======== Material for this task

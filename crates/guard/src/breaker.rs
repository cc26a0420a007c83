use std::collections::HashMap;
use std::future::Future;
use std::sync::{Arc, Mutex, RwLock};
use std::time::Duration;

use chrono::{DateTime, Utc};
use tracing::{debug, info, warn};

use amoria_core::config::BreakerSettings;
use amoria_core::scheduler::Scheduler;

#[derive(Debug, Clone)]
pub struct BreakerConfig {
    /// Consecutive failures in `Closed` that trip the circuit.
    pub failure_threshold: u32,
    /// How long an open circuit rejects calls before probing.
    pub recovery_timeout: Duration,
    /// Consecutive successes in `HalfOpen` that close the circuit.
    pub success_threshold: u32,
}

impl From<&BreakerSettings> for BreakerConfig {
    fn from(settings: &BreakerSettings) -> Self {
        Self {
            failure_threshold: settings.failure_threshold,
            recovery_timeout: settings.recovery_timeout(),
            success_threshold: settings.success_threshold,
        }
    }
}

#[derive(Debug, Clone, Copy, PartialEq, Eq)]
pub enum BreakerState {
    Closed,
    Open,
    HalfOpen,
}

#[derive(Debug, thiserror::Error)]
pub enum BreakerError<E: std::error::Error + 'static> {
    #[error("circuit '{name}' is open, retry in {}ms", retry_after.as_millis())]
    Open { name: String, retry_after: Duration },

    #[error(transparent)]
    Downstream(#[from] E),
}

struct Inner {
    state: BreakerState,
    consecutive_failures: u32,
    consecutive_successes: u32,
    last_failure: Option<DateTime<Utc>>,
}

/// Per-dependency circuit breaker. Failure accounting is shared by every
/// call site holding the same instance; get instances through
/// [`BreakerRegistry`] so a dependency name maps to exactly one circuit.
pub struct CircuitBreaker {
    name: String,
    config: BreakerConfig,
    scheduler: Arc<dyn Scheduler>,
    inner: Mutex<Inner>,
}

impl CircuitBreaker {
    pub fn new(name: &str, config: BreakerConfig, scheduler: Arc<dyn Scheduler>) -> Self {
        Self {
            name: name.to_string(),
            config,
            scheduler,
            inner: Mutex::new(Inner {
                state: BreakerState::Closed,
                consecutive_failures: 0,
                consecutive_successes: 0,
                last_failure: None,
            }),
        }
    }

    pub fn name(&self) -> &str {
        &self.name
    }

    pub fn state(&self) -> BreakerState {
        self.inner.lock().unwrap().state
    }

    pub fn consecutive_failures(&self) -> u32 {
        self.inner.lock().unwrap().consecutive_failures
    }

    /// Run `operation` under the circuit's state machine. While `Open` and
    /// inside the recovery timeout the operation is not invoked at all; the
    /// first call after the timeout probes in `HalfOpen`.
    pub async fn execute<T, E, F, Fut>(&self, operation: F) -> Result<T, BreakerError<E>>
    where
        E: std::error::Error + 'static,
        F: FnOnce() -> Fut,
        Fut: Future<Output = Result<T, E>>,
    {
        self.before_call()?;

        match operation().await {
            Ok(value) => {
                self.on_success();
                Ok(value)
            }
            Err(error) => {
                self.on_failure();
                Err(BreakerError::Downstream(error))
            }
        }
    }

    fn before_call<E: std::error::Error + 'static>(&self) -> Result<(), BreakerError<E>> {
        let mut inner = self.inner.lock().unwrap();
        if inner.state != BreakerState::Open {
            return Ok(());
        }

        let elapsed = inner
            .last_failure
            .map(|at| (self.scheduler.now() - at).to_std().unwrap_or_default())
            .unwrap_or(self.config.recovery_timeout);

        if elapsed < self.config.recovery_timeout {
            return Err(BreakerError::Open {
                name: self.name.clone(),
                retry_after: self.config.recovery_timeout - elapsed,
            });
        }

        inner.state = BreakerState::HalfOpen;
        inner.consecutive_successes = 0;
        info!(circuit = %self.name, "circuit half-open, probing");
        Ok(())
    }

    fn on_success(&self) {
        let mut inner = self.inner.lock().unwrap();
        inner.consecutive_failures = 0;
        if inner.state == BreakerState::HalfOpen {
            inner.consecutive_successes += 1;
            if inner.consecutive_successes >= self.config.success_threshold {
                inner.state = BreakerState::Closed;
                inner.consecutive_successes = 0;
                info!(circuit = %self.name, "circuit closed");
            }
        }
    }

    fn on_failure(&self) {
        let mut inner = self.inner.lock().unwrap();
        inner.consecutive_failures += 1;
        inner.last_failure = Some(self.scheduler.now());

        match inner.state {
            // One failed probe reopens immediately.
            BreakerState::HalfOpen => {
                inner.state = BreakerState::Open;
                warn!(circuit = %self.name, "probe failed, circuit reopened");
            }
            BreakerState::Closed
                if inner.consecutive_failures >= self.config.failure_threshold =>
            {
                inner.state = BreakerState::Open;
                warn!(
                    circuit = %self.name,
                    failures = inner.consecutive_failures,
                    "failure threshold reached, circuit opened"
                );
            }
            _ => {}
        }
    }
}

impl std::fmt::Debug for CircuitBreaker {
    fn fmt(&self, f: &mut std::fmt::Formatter<'_>) -> std::fmt::Result {
        let inner = self.inner.lock().unwrap();
        f.debug_struct("CircuitBreaker")
            .field("name", &self.name)
            .field("state", &inner.state)
            .field("consecutive_failures", &inner.consecutive_failures)
            .finish()
    }
}

/// Run `operation` through `breaker`, degrading any failure (open circuit or
/// downstream error) to the `fallback` value when one is supplied. UI-facing
/// read paths use this to return an empty result instead of an error.
pub async fn with_circuit_breaker<T, E, F, Fut, FB>(
    breaker: &CircuitBreaker,
    operation: F,
    fallback: Option<FB>,
) -> Result<T, BreakerError<E>>
where
    E: std::error::Error + 'static,
    F: FnOnce() -> Fut,
    Fut: Future<Output = Result<T, E>>,
    FB: FnOnce() -> T,
{
    match breaker.execute(operation).await {
        Ok(value) => Ok(value),
        Err(error) => match fallback {
            Some(fallback) => {
                debug!(circuit = %breaker.name(), error = %error, "degrading to fallback");
                Ok(fallback())
            }
            None => Err(error),
        },
    }
}

/// Maps a dependency name to its singleton circuit. First access creates the
/// breaker from the registry defaults; later accesses return the same
/// instance so every call site shares failure accounting.
pub struct BreakerRegistry {
    defaults: BreakerConfig,
    scheduler: Arc<dyn Scheduler>,
    breakers: RwLock<HashMap<String, Arc<CircuitBreaker>>>,
}

impl BreakerRegistry {
    pub fn new(defaults: BreakerConfig, scheduler: Arc<dyn Scheduler>) -> Self {
        Self {
            defaults,
            scheduler,
            breakers: RwLock::new(HashMap::new()),
        }
    }

    pub fn get(&self, name: &str) -> Arc<CircuitBreaker> {
        if let Some(breaker) = self.breakers.read().unwrap().get(name) {
            return breaker.clone();
        }

        let mut breakers = self.breakers.write().unwrap();
        breakers
            .entry(name.to_string())
            .or_insert_with(|| {
                Arc::new(CircuitBreaker::new(
                    name,
                    self.defaults.clone(),
                    self.scheduler.clone(),
                ))
            })
            .clone()
    }
}
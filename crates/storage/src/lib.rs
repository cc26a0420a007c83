use std::collections::HashMap;
use std::sync::RwLock;

use serde_json::Value;

mod sqlite;

pub use sqlite::SqliteStore;

#[derive(Debug, thiserror::Error)]
pub enum StoreError {
    /// A unique constraint rejected the write. Callers that rely on
    /// idempotent inserts match on this variant; it is never encoded in an
    /// error message string.
    #[error("unique constraint violated on {table}: {detail}")]
    ConstraintViolation { table: String, detail: String },

    #[error("query failed: {0}")]
    QueryFailed(String),

    #[error("store unavailable: {0}")]
    Unavailable(String),

    #[error("malformed row: {0}")]
    BadRow(String),
}

/// Conjunctive equality conditions over row columns.
#[derive(Debug, Clone, Default)]
pub struct Filter {
    conditions: Vec<(String, Value)>,
}

impl Filter {
    pub fn new() -> Self {
        Self::default()
    }

    pub fn eq(mut self, column: &str, value: impl Into<Value>) -> Self {
        self.conditions.push((column.to_string(), value.into()));
        self
    }

    pub fn conditions(&self) -> &[(String, Value)] {
        &self.conditions
    }

    pub fn matches(&self, row: &Value) -> bool {
        self.conditions
            .iter()
            .all(|(column, value)| row.get(column) == Some(value))
    }
}

/// The durable store collaborator. Rows are JSON documents; unique
/// constraint violations surface as [`StoreError::ConstraintViolation`] so
/// callers can treat re-inserts as no-ops.
#[allow(async_fn_in_trait)]
pub trait Store: Send + Sync + 'static {
    async fn insert(&self, table: &str, row: Value) -> Result<Value, StoreError>;

    async fn select(&self, table: &str, filter: &Filter) -> Result<Vec<Value>, StoreError>;

    async fn update(
        &self,
        table: &str,
        filter: &Filter,
        patch: Value,
    ) -> Result<Vec<Value>, StoreError>;

    /// Server-side operation: bulk or derived queries that must not be
    /// decomposed into per-row calls (e.g. mark-conversation-read).
    async fn rpc(&self, name: &str, args: Value) -> Result<Value, StoreError>;
}

/// Called with `(table, row)` after every successful insert. The host wires
/// this to the event bus to produce row-change notifications.
pub type ChangeListener = Box<dyn Fn(&str, &Value) + Send + Sync>;

/// In-memory reference backend. Enforces the same unique constraints as the
/// sqlite schema and drives row-change notifications through an optional
/// listener.
pub struct MemoryStore {
    tables: RwLock<HashMap<String, Vec<Value>>>,
    unique: RwLock<HashMap<String, Vec<Vec<String>>>>,
    listener: RwLock<Option<ChangeListener>>,
}

impl MemoryStore {
    pub fn new() -> Self {
        let store = Self {
            tables: RwLock::new(HashMap::new()),
            unique: RwLock::new(HashMap::new()),
            listener: RwLock::new(None),
        };
        store.register_unique("read_receipts", &["message_id", "user_id"]);
        store.register_unique("presence_status", &["user_id"]);
        store.register_unique("messages", &["id"]);
        store
    }

    /// Register an additional unique constraint for a table.
    pub fn register_unique(&self, table: &str, columns: &[&str]) {
        self.unique
            .write()
            .unwrap()
            .entry(table.to_string())
            .or_default()
            .push(columns.iter().map(|c| c.to_string()).collect());
    }

    pub fn set_change_listener(&self, listener: ChangeListener) {
        *self.listener.write().unwrap() = Some(listener);
    }

    fn notify(&self, table: &str, row: &Value) {
        if let Some(listener) = self.listener.read().unwrap().as_ref() {
            listener(table, row);
        }
    }

    fn check_unique(
        &self,
        table: &str,
        rows: &[Value],
        candidate: &Value,
    ) -> Result<(), StoreError> {
        let unique = self.unique.read().unwrap();
        let Some(constraints) = unique.get(table) else {
            return Ok(());
        };
        for columns in constraints {
            let conflict = rows.iter().any(|row| {
                columns
                    .iter()
                    .all(|col| row.get(col).is_some() && row.get(col) == candidate.get(col))
            });
            if conflict {
                return Err(StoreError::ConstraintViolation {
                    table: table.to_string(),
                    detail: columns.join(", "),
                });
            }
        }
        Ok(())
    }

    fn mark_conversation_read(&self, args: &Value) -> Result<Value, StoreError> {
        let conversation_id = required_str(args, "conversation_id")?;
        let user_id = required_str(args, "user_id")?;
        let read_at = required_str(args, "read_at")?;

        let mut tables = self.tables.write().unwrap();

        let unread: Vec<String> = {
            let messages = tables.get("messages").map(Vec::as_slice).unwrap_or(&[]);
            let receipts = tables
                .get("read_receipts")
                .map(Vec::as_slice)
                .unwrap_or(&[]);

            messages
                .iter()
                .filter(|m| {
                    m.get("conversation_id").and_then(Value::as_str) == Some(conversation_id)
                        && m.get("sender_id").and_then(Value::as_str) != Some(user_id)
                })
                .filter_map(|m| m.get("id").and_then(Value::as_str))
                .filter(|message_id| {
                    !receipts.iter().any(|r| {
                        r.get("message_id").and_then(Value::as_str) == Some(*message_id)
                            && r.get("user_id").and_then(Value::as_str) == Some(user_id)
                    })
                })
                .map(str::to_string)
                .collect()
        };

        let mut inserted = Vec::with_capacity(unread.len());
        for message_id in unread {
            let receipt = serde_json::json!({
                "message_id": message_id,
                "conversation_id": conversation_id,
                "user_id": user_id,
                "read_at": read_at,
            });
            tables
                .entry("read_receipts".to_string())
                .or_default()
                .push(receipt.clone());
            inserted.push(receipt);
        }
        drop(tables);

        for receipt in &inserted {
            self.notify("read_receipts", receipt);
        }

        Ok(Value::from(inserted.len() as u64))
    }

    fn unread_count(&self, args: &Value) -> Result<Value, StoreError> {
        let user_id = required_str(args, "user_id")?;
        let conversation_id = args.get("conversation_id").and_then(Value::as_str);

        let tables = self.tables.read().unwrap();
        let messages = tables.get("messages").map(Vec::as_slice).unwrap_or(&[]);
        let receipts = tables
            .get("read_receipts")
            .map(Vec::as_slice)
            .unwrap_or(&[]);

        let count = messages
            .iter()
            .filter(|m| {
                conversation_id.is_none()
                    || m.get("conversation_id").and_then(Value::as_str) == conversation_id
            })
            .filter(|m| m.get("sender_id").and_then(Value::as_str) != Some(user_id))
            .filter(|m| {
                let message_id = m.get("id").and_then(Value::as_str);
                !receipts.iter().any(|r| {
                    r.get("message_id").and_then(Value::as_str) == message_id
                        && r.get("user_id").and_then(Value::as_str) == Some(user_id)
                })
            })
            .count();

        Ok(Value::from(count as u64))
    }
}

impl Default for MemoryStore {
    fn default() -> Self {
        Self::new()
    }
}

fn required_str<'a>(args: &'a Value, key: &str) -> Result<&'a str, StoreError> {
    args.get(key)
        .and_then(Value::as_str)
        .ok_or_else(|| StoreError::BadRow(format!("missing argument '{key}'")))
}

================

◆ **Exercise instructions**
From the entries, copy every line in which the string "conflict" can be found.

◆ **Reply to the exercise**
            let conflict = rows.iter().any(|row| {
            if conflict {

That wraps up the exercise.